Outlook good from N+I

May 17, 20043 mins

As the premiere network trade show, NetWorld+Interop is a bellwether of the industry’s health, and judging by those who made the trek to Las Vegas last week, things are looking up.

The show was larger than last year, vendors rolled out a boatload of new products (see our N+I breaking news page), and most suppliers seemed pleased with the quality of attendees and the audience’s upbeat attitude.

The show was abuzz about security, wireless and convergence, which seemed to overshadow the fact that the exhibition filled only a portion of one of the convention center’s great halls, where it used to take up two.

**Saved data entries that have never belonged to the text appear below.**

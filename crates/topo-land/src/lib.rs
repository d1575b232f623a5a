#![deny(missing_docs)]
#![doc = "Landscape exploration for topograph: pair selection, parallel saddle searches, plans and run artefacts."]

/// Ordered parallel map over independent tasks.
pub mod dispatch;
/// Plan execution and run artefacts.
pub mod explore;
/// Run manifests.
pub mod manifest;
/// Candidate pair strategies.
pub mod pairs;
/// Deterministic plan loading.
pub mod plan;
/// Landscape pass reports.
pub mod report;
/// The sampling orchestrator.
pub mod sampling;
/// Canonical JSON, YAML and hashing helpers.
pub mod serde;

pub use dispatch::map_ordered;
pub use explore::{run_plan, run_plan_from_path, CycleReport, ExploreReport};
pub use manifest::RunManifest;
pub use pairs::{candidate_pairs, PairStrategy};
pub use plan::{load_plan, OutputSpec, Plan, PotentialSpec};
pub use report::{InsertionCounts, LandscapeReport, PairReport};
pub use sampling::{NetworkSampling, SamplingConfig};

There were only three large anchor tenants (Cisco, Extreme Networks and Foundry Networks), but Alcatel, F5 Networks, Intel, Juniper, Polycom and Siemens were among the other vendors that had prominent booths.

Notably missing were the major carriers – only MCI showed up – and the systems/application players; the only companies with a presence of merit were HP and Computer Associates. IBM had a tiny booth, and Sun and Microsoft skipped the event altogether.

That probably made things better for the companies that did exhibit, most of whom seemed pleased to be here. “There is great activity,” said Gordon Stitt, CEO of Extreme. “People here are looking for solutions.”

Dan Simone, co-founder of Trapeze Networks, said he didn’t get the impression that the show was more heavily trafficked than last year, but he thought buyers had a brighter outlook, and he was pleased to see good quality leads coming in.

Kevin Dunlap, a product marketing manager for APC, which sells data center infrastructure, said “the show started slow, but by the end of the first day we had half of our lead target for the whole show.” A vice president of a major West Coast bank was in the APC booth to check out the company’s InfraStruXure product, a rack system with built-in power and cooling for high-density applications.

“This show is a shadow of its former self, but I don’t see shows like this going away,” said Bobby Johnson, CEO of Foundry. “They still serve a need.”

John McHugh, vice president and worldwide general manager of HP’s ProCurve Networking Business, put it this way: “Paying customers are down quite a bit, but that’s because budgets are down. Last year and this year are as much of an aberration as 1999 and 2000 were, but things are beginning to swing back to the center.”